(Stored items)
Content starts

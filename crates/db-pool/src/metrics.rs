//! Prometheus metrics for database connection pool
//!
//! Tracks pool size, connection acquisition latency, and errors

use prometheus::{register_histogram_vec, register_int_gauge_vec, HistogramVec, IntGaugeVec};
use sqlx::{pool::PoolConnection, PgPool, Postgres};
use std::fmt;
use std::time::Instant;

lazy_static::lazy_static! {
    /// Database connection pool size by state (idle/active/max)
    static ref DB_POOL_CONNECTIONS: IntGaugeVec = register_int_gauge_vec!(
        "db_pool_connections",
        "Database pool connection count by state",
        &["service", "state"]
    ).expect("Prometheus metrics registration should succeed at startup");

    /// Time to acquire a connection from the pool
    static ref DB_POOL_ACQUIRE_DURATION: HistogramVec = register_histogram_vec!(
        "db_pool_acquire_duration_seconds",
        "Time to acquire connection from pool",
        &["service"],
        vec![0.001, 0.005, 0.01, 0.05, 0.1, 0.5, 1.0, 5.0, 10.0]
    ).expect("Prometheus metrics registration should succeed at startup");

    /// Connection acquisition errors by type
    static ref DB_POOL_CONNECTION_ERRORS: IntGaugeVec = register_int_gauge_vec!(
        "db_pool_connection_errors_total",
        "Connection acquisition errors",
        &["service", "error_type"]
    ).expect("Prometheus metrics registration should succeed at startup");
}

/// Update connection pool metrics (called periodically)
pub(crate) fn update_pool_metrics(pool: &PgPool, service: &str) {
    let size = pool.size() as i64;
    let idle = pool.num_idle() as i64;
    let active = size - idle;

    DB_POOL_CONNECTIONS
        .with_label_values(&[service, "idle"])
        .set(idle);

    DB_POOL_CONNECTIONS
        .with_label_values(&[service, "active"])
        .set(active);

    DB_POOL_CONNECTIONS
        .with_label_values(&[service, "max"])
        .set(pool.options().get_max_connections() as i64);
}

/// Acquire a connection from the pool and record metrics
///
/// This is a drop-in replacement for `pool.acquire().await` that automatically
/// tracks acquisition latency and error rates.
///
/// # Example
/// ```no_run
/// # use db_pool::{create_pool, DbConfig, acquire_with_metrics};
/// # #[tokio::main]
/// # async fn main() -> Result<(), Box<dyn std::error::Error>> {
/// # let config = DbConfig { service_name: "test".to_string(), ..Default::default() };
/// # let pool = create_pool(config).await?;
/// let mut conn = acquire_with_metrics(&pool, "my-service").await?;
/// sqlx::query("SELECT 1").execute(&mut *conn).await?;
/// # Ok(())
/// # }
/// ```
pub async fn acquire_with_metrics(
    pool: &PgPool,
    service: &str,
) -> Result<PoolConnection<Postgres>, sqlx::Error> {
    let start = Instant::now();
    let result = pool.acquire().await;

    DB_POOL_ACQUIRE_DURATION
        .with_label_values(&[service])
        .observe(start.elapsed().as_secs_f64());

    if let Err(e) = &result {
        let error_type = match e {
            sqlx::Error::PoolTimedOut => "timeout",
            sqlx::Error::PoolClosed => "closed",
            _ => "other",
        };

        DB_POOL_CONNECTION_ERRORS
            .with_label_values(&[service, error_type])
            .inc();
    }

    result
}

/// Configuration for pool-utilization backpressure.
#[derive(Debug, Clone, Copy)]
pub struct BackpressureConfig {
    /// Fraction of `max_connections` in use above which acquisition is refused.
    pub threshold: f64,
}

impl Default for BackpressureConfig {
    fn default() -> Self {
        Self { threshold: 0.85 }
    }
}

impl BackpressureConfig {
    pub fn from_env() -> Self {
        let threshold = std::env::var("DB_POOL_BACKPRESSURE_THRESHOLD")
            .ok()
            .and_then(|v| v.parse::<f64>().ok())
            .filter(|t| (0.0..=1.0).contains(t))
            .unwrap_or(0.85);
        Self { threshold }
    }
}

/// Raised by [`acquire_with_backpressure`] when pool utilization is already
/// above the configured threshold.
#[derive(Debug, Clone)]
pub struct PoolExhaustedError {
    pub service: String,
    pub utilization: f64,
    pub threshold: f64,
}

impl fmt::Display for PoolExhaustedError {
    fn fmt(&self, f: &mut fmt::Formatter<'_>) -> fmt::Result {
        write!(
            f,
            "pool for {} at {:.2}% utilization, refusing acquire above {:.2}% threshold",
            self.service,
            self.utilization * 100.0,
            self.threshold * 100.0
        )
    }
}

impl std::error::Error for PoolExhaustedError {}

/// Acquire a connection, refusing up front if the pool is already saturated
/// past `config.threshold` rather than queueing behind `acquire_timeout`.
pub async fn acquire_with_backpressure(
    pool: &PgPool,
    service: &str,
    config: &BackpressureConfig,
) -> Result<PoolConnection<Postgres>, PoolExhaustedError> {
    let max = pool.options().get_max_connections() as f64;
    let in_use = (pool.size() as usize - pool.num_idle()) as f64;
    let utilization = if max > 0.0 { in_use / max } else { 0.0 };

    if utilization > config.threshold {
        return Err(PoolExhaustedError {
            service: service.to_string(),
            utilization,
            threshold: config.threshold,
        });
    }

    acquire_with_metrics(pool, service)
        .await
        .map_err(|_| PoolExhaustedError {
            service: service.to_string(),
            utilization,
            threshold: config.threshold,
        })
}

Content ends

**Exercise instructions**
Working from the data above, extract solely the lines from the one containing "fn fmt(&self, f: &mut" through the one containing "rather than queueing", exactly as they appear, both included.

**Result**
    fn fmt(&self, f: &mut fmt::Formatter<'_>) -> fmt::Result {
        write!(
            f,
            "pool for {} at {:.2}% utilization, refusing acquire above {:.2}% threshold",
            self.service,
            self.utilization * 100.0,
            self.threshold * 100.0
        )
    }
}

impl std::error::Error for PoolExhaustedError {}

/// Acquire a connection, refusing up front if the pool is already saturated
/// past `config.threshold` rather than queueing behind `acquire_timeout`.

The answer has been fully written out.